Both US officials and the Kurdish-Arab Syrian Democratic Forces alliance leading the battle have already said it will be lengthy.
"As in Mosul, the fight will not be easy and there is hard work ahead," US Defence Secretary Ashton Carter said in a statement after the assault began. SDF spokesman Talal Sello echoed that warning, saying the operation, dubbed "Wrath of the Euphrates", "will not be easy".
"ISIS will defend its bastion knowing that the loss of Raqa will mean it is finished in Syria."
Two years after it declared its self-styled "caliphate", ISIS is facing a moment of truth, under unprecedented pressure as US-backed forces try to oust it from its two largest population centers: Raqa and Mosul in neighboring Iraq.
The group has already lost large swathes of territory in both countries, but the two battles now under way are set to be the hardest yet.
Romain Caillet, a specialist on jihadist movements, said Raqa was home to a "large group of foreign fighters with their backs against the wall".
With the main routes to Turkey severed, ISIS fighters have no way to evacuate their families, and nowhere else to go, he said.
"Because of that, they will probably fight until the end."
Coordinating two battles
Since the Syria operation began late Saturday, SDF forces said they had advanced around a dozen kilometers from the town of Ain Issa, previously their closest position to Raqa, some 50 kilometers south.
But the jihadists were already fighting back with a favorite tactic: suicide car bombs, dispatching five in a single day in the north of Raqa province.
The US-led coalition has some 50 advisers on the ground helping the SDF, but may find itself spread increasingly thin and struggling to coordinate as it wages two major battles across the Syria-Iraq border.
American officials have acknowledged the challenges involved in coordinating and synchronizing the disparate forces involved in the two offensives, as well as deciding how to deploy its air power.
The fight for Raqa is also complicated by a major challenge: politics. The SDF has become the US-led coalition's key partner in the campaign against ISIS in Syria, but neighboring Turkey considers the SDF's main component a "terrorist" group.
Ankara says the Kurdish People's Protection Units (YPG) that dominates the SDF is an affiliate of the outlawed Kurdistan Workers' Party (PKK), which has waged an insurgency inside Turkey.
In August, Turkey launched its own operation inside Syria, targeting both ISIS but also the YPG, in a bid to prevent Kurdish forces from expanding the semi-autonomous territory already under their control.
Mutual suspicion among allies
In launching the assault, the SDF said it had a deal with Washington ensuring that Turkey would not be involved in the battle.
But US officials say they are in "close contact" with Ankara about the operation, while also acknowledging the delicacy of the situation.
"We want this to be as coordinated as possible, recognizing that there will be a mix of forces on the field and that many of those forces of course do not see eye to eye," said Brett McGurk, the US president's envoy to the anti-ISIS coalition.

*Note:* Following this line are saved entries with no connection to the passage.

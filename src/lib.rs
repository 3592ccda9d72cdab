//! Bit-plane payload extraction engine
//!
//! Extracts candidate hidden payloads from raster image data by reading
//! selected bit-planes of selected colour channels (or raw scanline bytes)
//! in a configurable traversal order. A compact parameter string such as
//! `"2b,b,lsb,xy"` resolves to an immutable [`ExtractionSpec`]; an
//! [`Extractor`] then walks the requested traversal lazily and packs the
//! visited bits into an output payload, stopping as soon as the byte limit
//! is satisfied.
//!
//! Image container decoding, command-line handling and signature scoring of
//! the extracted bytes are owned by collaborators; this crate only consumes
//! an [`ImageSource`] and returns bytes.

pub mod errors;
pub mod extract;
pub mod image;
pub mod params;

pub use errors::{ExtractError, ExtractResult};
pub use extract::Extractor;
pub use image::{Channel, ImageSource, MemoryImage};
pub use params::{BitOrder, BitsValue, ExtractionSpec, OrderToken, SpecOptions};
use thiserror::Error;

/// Crate-wide error type - single point of truth
///
/// Every parsing or validation failure is fatal to the current extraction
/// attempt and propagates immediately; no partial spec is ever returned.
#[derive(Error, Debug)]
pub enum ExtractError {
    /// Unrecognized token in a compact parameter string
    #[error("unknown param {0:?}")]
    MalformedParameter(String),

    /// Bits value matching none of the count/hex/binary/decimal/range grammar
    #[error("invalid bits value: {0:?}")]
    InvalidBitsValue(String),

    /// Unrecognized traversal order token
    #[error("invalid order: {0:?}")]
    InvalidOrder(String),

    /// Propagated from the image decoding collaborator
    #[error("image load failed: {0}")]
    ImageLoadFailure(String),

    /// File I/O operations
    #[error("I/O error: {0}")]
    Io(#[from] std::io::Error),
}

/// Crate-wide result type - single point of truth
pub type ExtractResult<T> = Result<T, ExtractError>;
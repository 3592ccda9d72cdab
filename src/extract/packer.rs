//! Bit packing under an output byte limit
//!
//! Groups every 8 extracted bits into one output byte under the requested
//! endianness, emitting each byte the instant it completes. Once the byte
//! count reaches the limit the packer signals stop upstream; incomplete
//! trailing bits are discarded, never padded.

use crate::params::BitOrder;

/// Accumulates a bitstream into limited output bytes.
#[derive(Debug)]
pub struct BitPacker {
    order: BitOrder,
    limit: u64,
    out: Vec<u8>,
    current: u8,
    filled: u8,
}

impl BitPacker {
    /// `limit` is the output byte cap and must be positive (specs normalize
    /// 0 to the unbounded sentinel before reaching here).
    pub fn new(order: BitOrder, limit: u64) -> Self {
        Self {
            order,
            limit,
            out: Vec::new(),
            current: 0,
            filled: 0,
        }
    }

    /// Append one extracted bit. Returns `false` once the limit is
    /// satisfied and no further bits are wanted.
    pub fn push(&mut self, bit: bool) -> bool {
        if self.is_full() {
            return false;
        }
        match self.order {
            BitOrder::MsbFirst => self.current = (self.current << 1) | bit as u8,
            BitOrder::LsbFirst => self.current |= (bit as u8) << self.filled,
        }
        self.filled += 1;
        if self.filled == 8 {
            self.out.push(self.current);
            self.current = 0;
            self.filled = 0;
        }
        !self.is_full()
    }

    /// Whether the byte limit has been reached.
    pub fn is_full(&self) -> bool {
        self.out.len() as u64 >= self.limit
    }

    /// Completed bytes, dropping any partial trailing group.
    pub fn finish(self) -> Vec<u8> {
        self.out
    }
}

#[cfg(test)]
mod tests {
    use super::*;

    fn pack(order: BitOrder, limit: u64, bits: &[u8]) -> Vec<u8> {
        let mut packer = BitPacker::new(order, limit);
        for &b in bits {
            if !packer.push(b != 0) {
                break;
            }
        }
        packer.finish()
    }

    #[test]
    fn test_msb_first_packing() {
        let bits = [1, 0, 1, 0, 0, 0, 0, 1];
        assert_eq!(pack(BitOrder::MsbFirst, 10, &bits), vec![0b1010_0001]);
    }

    #[test]
    fn test_lsb_first_packing() {
        let bits = [1, 0, 1, 0, 0, 0, 0, 1];
        assert_eq!(pack(BitOrder::LsbFirst, 10, &bits), vec![0b1000_0101]);
    }

    #[test]
    fn test_limit_stops_instantly() {
        let mut packer = BitPacker::new(BitOrder::MsbFirst, 1);
        for i in 0..8 {
            let more = packer.push(i % 2 == 0);
            assert_eq!(more, i < 7);
        }
        // limit satisfied, further bits refused
        assert!(!packer.push(true));
        assert_eq!(packer.finish(), vec![0b1010_1010]);
    }

    #[test]
    fn test_partial_trailing_bits_discarded() {
        let bits = [1, 1, 1, 1, 1, 1, 1, 1, 1, 0, 1];
        assert_eq!(pack(BitOrder::MsbFirst, 10, &bits), vec![0xff]);
    }

    #[test]
    fn test_round_trip_through_bit_positions() {
        // packing then unpacking with the same order reproduces the bits
        let bits = [0, 1, 1, 0, 1, 0, 0, 1, 1, 1, 0, 0, 0, 0, 1, 1];
        let packed = pack(BitOrder::MsbFirst, 10, &bits);
        let mut unpacked = Vec::new();
        for byte in packed {
            for i in (0..8).rev() {
                unpacked.push((byte >> i) & 1);
            }
        }
        assert_eq!(unpacked, bits);
    }
}
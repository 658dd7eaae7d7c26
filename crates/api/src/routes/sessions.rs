//! Route definitions for operator sessions.
//!
//! Mounted at `/sessions`.
//!
//! ```text
//! POST   /                  create
//! GET    /{id}              get_by_id
//! DELETE /{id}              delete
//! POST   /{id}/generate     generate
//! GET    /{id}/video        download_video
//! ```

use axum::routing::{get, post};
use axum::Router;

use crate::handlers::{generation, sessions};
use crate::state::AppState;

pub fn router() -> Router<AppState> {
    Router::new()
        .route("/", post(sessions::create))
        .route("/{id}", get(sessions::get_by_id).delete(sessions::delete))
        .route("/{id}/generate", post(generation::generate))
        .route("/{id}/video", get(sessions::download_video))
}
use axum::extract::State;
use axum::routing::get;
use axum::{Json, Router};
use serde::Serialize;

use crate::state::AppState;

#[derive(Serialize)]
struct HealthResponse {
    status: &'static str,
    version: &'static str,
    synthesizer: &'static str,
    active_sessions: usize,
}

async fn health_check(State(state): State<AppState>) -> Json<HealthResponse> {
    Json(HealthResponse {
        status: "ok",
        version: env!("CARGO_PKG_VERSION"),
        synthesizer: state.generator.synthesizer_name(),
        active_sessions: state.sessions.len().await,
    })
}

pub fn router() -> Router<AppState> {
    Router::new().route("/health", get(health_check))
}
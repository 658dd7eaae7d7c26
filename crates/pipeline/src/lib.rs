//! Promo video assembly.
//!
//! [`PromoGenerator`] runs the single linear pipeline: persist the mascot
//! layer, synthesize speech, lay out the composition, encode, verify. The
//! external tools it drives sit behind [`MediaToolkit`] and
//! [`promo_tts::SpeechSynthesizer`].

pub mod generator;
pub mod toolkit;

pub use generator::PromoGenerator;
pub use toolkit::{FfmpegSettings, FfmpegToolkit, MediaToolkit};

For the Kurds, leading the Raqa operation is a chance to cement their territory and bolster their reputation, said Mutlu Civiroglu, a Kurdish affairs analyst.
"The Kurds agreed to lead the operation to protect the territory under their control," he told AFP, adding that they "want to show to the world that they are the main power in defeating ISIS".
"They are hoping that in return... the US will politically recognize their
political, administrative system on the ground."
Syria's main opposition group also regards the Kurds with suspicion, accusing them of displacing Arab civilians as they capture territory and pursuing a "separatist" agenda.
"It should be the rebels, backed by Turkey and the US-led coalition, that liberate Raqa," said Ahmed Ramadan, a spokesman for the opposition National Coalition.